## What this task involves
There is a line below that contains "Ok(FormattedColor::render(color, request.format, ||". Please reproduce it and all following lines exactly, through the final one.

### Exercise data

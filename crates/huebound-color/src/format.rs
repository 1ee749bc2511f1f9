// SPDX-License-Identifier: MIT
//
// Output formats.
//
// A request names one `ColorFormat`; rendering an `Hsb` with it yields a
// `FormattedColor`, a closed set of variants whose `Display` produces the
// CSS-like strings and whose `Serialize` produces either that string or
// a plain JSON array.

use std::fmt;

use serde::ser::{Serialize, Serializer};

use crate::hsb::{Hsb, Hsl, Rgb};

// ─── ColorFormat ─────────────────────────────────────────────────────────────

/// The representation a sampled color is returned in.
#[derive(Debug, Clone, Copy, PartialEq, Eq, Hash, Default)]
pub enum ColorFormat {
    /// `#rrggbb`.
    #[default]
    Hex,
    /// `[h, s, b]`.
    HsvArray,
    /// `[h, s, l]`.
    HslArray,
    /// `hsl(h, s%, l%)`.
    Hsl,
    /// `hsla(h, s%, l%, a)`.
    Hsla,
    /// `[r, g, b]`.
    RgbArray,
    /// `rgb(r, g, b)`.
    Rgb,
    /// `rgba(r, g, b, a)`.
    Rgba,
}

impl ColorFormat {
    /// The option name of this format (`"hsvArray"`, `"rgba"`, ...).
    #[must_use]
    pub const fn name(self) -> &'static str {
        match self {
            Self::Hex => "hex",
            Self::HsvArray => "hsvArray",
            Self::HslArray => "hslArray",
            Self::Hsl => "hsl",
            Self::Hsla => "hsla",
            Self::RgbArray => "rgbArray",
            Self::Rgb => "rgb",
            Self::Rgba => "rgba",
        }
    }

    /// Parse a format from its option name. Names are case-sensitive.
    #[must_use]
    pub fn from_name(name: &str) -> Option<Self> {
        Self::all().iter().find(|f| f.name() == name).copied()
    }

    /// All supported formats.
    #[must_use]
    pub const fn all() -> &'static [Self] {
        &[
            Self::Hex, Self::HsvArray, Self::HslArray, Self::Hsl,
            Self::Hsla, Self::RgbArray, Self::Rgb, Self::Rgba,
        ]
    }

    /// Whether this format carries an alpha channel.
    #[must_use]
    pub const fn has_alpha(self) -> bool {
        matches!(self, Self::Hsla | Self::Rgba)
    }
}

impl fmt::Display for ColorFormat {
    fn fmt(&self, f: &mut fmt::Formatter<'_>) -> fmt::Result {
        f.write_str(self.name())
    }
}

// ─── FormattedColor ──────────────────────────────────────────────────────────

/// A sampled color rendered in one specific format.
#[derive(Debug, Clone, PartialEq)]
pub enum FormattedColor {
    Hex(String),
    HsvArray([f64; 3]),
    HslArray([f64; 3]),
    Hsl(Hsl),
    Hsla(Hsl, f64),
    RgbArray([u8; 3]),
    Rgb(Rgb),
    Rgba(Rgb, f64),
}

impl FormattedColor {
    /// Render `color` in `format`.
    ///
    /// `alpha` is only called for the alpha-carrying formats, so a caller
    /// that draws a random alpha does not pay for it otherwise.
    pub fn render(color: Hsb, format: ColorFormat, alpha: impl FnOnce() -> f64) -> Self {
        match format {
            ColorFormat::Hex => Self::Hex(color.to_hex()),
            ColorFormat::HsvArray => Self::HsvArray(color.to_array()),
            ColorFormat::HslArray => Self::HslArray(color.to_hsl().to_array()),
            ColorFormat::Hsl => Self::Hsl(color.to_hsl()),
            ColorFormat::Hsla => Self::Hsla(color.to_hsl(), alpha()),
            ColorFormat::RgbArray => Self::RgbArray(color.to_rgb().to_array()),
            ColorFormat::Rgb => Self::Rgb(color.to_rgb()),
            ColorFormat::Rgba => Self::Rgba(color.to_rgb(), alpha()),
        }
    }

    /// The format this value was rendered in.
    #[must_use]
    pub const fn format(&self) -> ColorFormat {
        match self {
            Self::Hex(_) => ColorFormat::Hex,
            Self::HsvArray(_) => ColorFormat::HsvArray,
            Self::HslArray(_) => ColorFormat::HslArray,
            Self::Hsl(_) => ColorFormat::Hsl,
            Self::Hsla(..) => ColorFormat::Hsla,
            Self::RgbArray(_) => ColorFormat::RgbArray,
            Self::Rgb(_) => ColorFormat::Rgb,
            Self::Rgba(..) => ColorFormat::Rgba,
        }
    }

    /// The 8-bit RGB value behind this color, when the format keeps enough
    /// information to recover it.
    ///
    /// HSL views are lossy (saturation is rounded) and return `None`.
    #[must_use]
    pub fn to_rgb(&self) -> Option<Rgb> {
        match self {
            Self::Hex(hex) => Rgb::from_hex(hex),
            Self::HsvArray([h, s, b]) => Some(Hsb::new(*h, *s, *b).to_rgb()),
            Self::RgbArray([r, g, b]) => Some(Rgb::new(*r, *g, *b)),
            Self::Rgb(rgb) | Self::Rgba(rgb, _) => Some(*rgb),
            Self::HslArray(_) | Self::Hsl(_) | Self::Hsla(..) => None,
        }
    }
}

impl fmt::Display for FormattedColor {
    fn fmt(&self, f: &mut fmt::Formatter<'_>) -> fmt::Result {
        match self {
            Self::Hex(hex) => f.write_str(hex),
            Self::HsvArray([a, b, c]) | Self::HslArray([a, b, c]) => {
                write!(f, "[{a}, {b}, {c}]")
            }
            Self::Hsl(hsl) => write!(f, "{hsl}"),
            Self::Hsla(hsl, alpha) => {
                write!(f, "hsla({}, {}%, {}%, {alpha})", hsl.h, hsl.s, hsl.l)
            }
            Self::RgbArray([r, g, b]) => write!(f, "[{r}, {g}, {b}]"),
            Self::Rgb(rgb) => write!(f, "{rgb}"),
            Self::Rgba(rgb, alpha) => {
                write!(f, "rgba({}, {}, {}, {alpha})", rgb.r, rgb.g, rgb.b)
            }
        }
    }
}

impl Serialize for FormattedColor {
    fn serialize<S: Serializer>(&self, serializer: S) -> Result<S::Ok, S::Error> {
        match self {
            Self::HsvArray(values) | Self::HslArray(values) => serializer.collect_seq(values),
            Self::RgbArray(values) => serializer.collect_seq(values),
            _ => serializer.collect_str(self),
        }
    }
}

// ─── Tests ───────────────────────────────────────────────────────────────────
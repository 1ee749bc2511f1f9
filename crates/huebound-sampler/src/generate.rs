//! The public entry point: a request in, one color or a batch out.

use std::fmt;

use huebound_color::FormattedColor;
use rand::RngExt;
use serde::Serialize;
use tracing::debug;

use crate::dictionary::Dictionary;
use crate::error::Result;
use crate::request::SampleRequest;
use crate::sampler::Sampler;
use crate::seed::Seed;

/// The result of one `generate` call.
#[derive(Debug, Clone, PartialEq, Serialize)]
#[serde(untagged)]
pub enum Output {
    /// The request had no `count`.
    Single(FormattedColor),
    /// The request asked for `count` colors.
    Batch(Vec<FormattedColor>),
}

impl Output {
    /// All colors, whichever variant this is.
    #[must_use]
    pub fn colors(&self) -> &[FormattedColor] {
        match self {
            Self::Single(color) => std::slice::from_ref(color),
            Self::Batch(colors) => colors,
        }
    }

    #[must_use]
    pub fn into_vec(self) -> Vec<FormattedColor> {
        match self {
            Self::Single(color) => vec![color],
            Self::Batch(colors) => colors,
        }
    }
}

/// One color per line.
impl fmt::Display for Output {
    fn fmt(&self, f: &mut fmt::Formatter<'_>) -> fmt::Result {
        for (i, color) in self.colors().iter().enumerate() {
            if i > 0 {
                f.write_str("\n")?;
            }
            write!(f, "{color}")?;
        }
        Ok(())
    }
}

/// Generate with the standard dictionary.
///
/// # Errors
///
/// [`crate::Error::ColorFamilyNotFound`] if a drawn hue matches no family.
/// Nothing is returned for a batch that fails part-way.
pub fn generate(request: &SampleRequest) -> Result<Output> {
    generate_with(Dictionary::standard(), request)
}

/// Generate against a specific dictionary, such as one built with
/// [`Dictionary::new`].
///
/// A seeded batch bumps the seed by one before every color, so color `i`
/// (from 0) is drawn with `seed + i + 1`: reproducible, but not `count`
/// copies of the same color.
///
/// # Errors
///
/// See [`generate`].
pub fn generate_with(dictionary: &Dictionary, request: &SampleRequest) -> Result<Output> {
    let seed = request.seed.as_ref().map(Seed::value);
    debug!(
        hue = ?request.hue,
        luminosity = %request.luminosity,
        format = %request.format,
        seed = ?seed,
        count = ?request.count,
        "generating"
    );

    let Some(count) = request.count else {
        return sample_one(dictionary, request, seed).map(Output::Single);
    };

    // `count` is caller-controlled; grow as colors arrive.
    let mut colors = Vec::new();
    let mut seed = seed;
    for _ in 0..count {
        seed = seed.map(|s| s.wrapping_add(1));
        colors.push(sample_one(dictionary, request, seed)?);
    }
    Ok(Output::Batch(colors))
}

fn sample_one(
    dictionary: &Dictionary,
    request: &SampleRequest,
    seed: Option<i64>,
) -> Result<FormattedColor> {
    let color = Sampler::new(dictionary, seed).sample(request.hue, request.luminosity)?;
    Ok(FormattedColor::render(color, request.format, || {
        request.alpha.unwrap_or_else(random_alpha)
    }))
}

/// Alpha is never seeded.
fn random_alpha() -> f64 {
    rand::rng().random::<f64>()
}

// ---------------------------------------------------------------------------
// Tests
// ---------------------------------------------------------------------------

######

## Solution to this exercise
    Ok(FormattedColor::render(color, request.format, || {
        request.alpha.unwrap_or_else(random_alpha)
    }))
}

/// Alpha is never seeded.
fn random_alpha() -> f64 {
    rand::rng().random::<f64>()
}

// ---------------------------------------------------------------------------
// Tests
// ---------------------------------------------------------------------------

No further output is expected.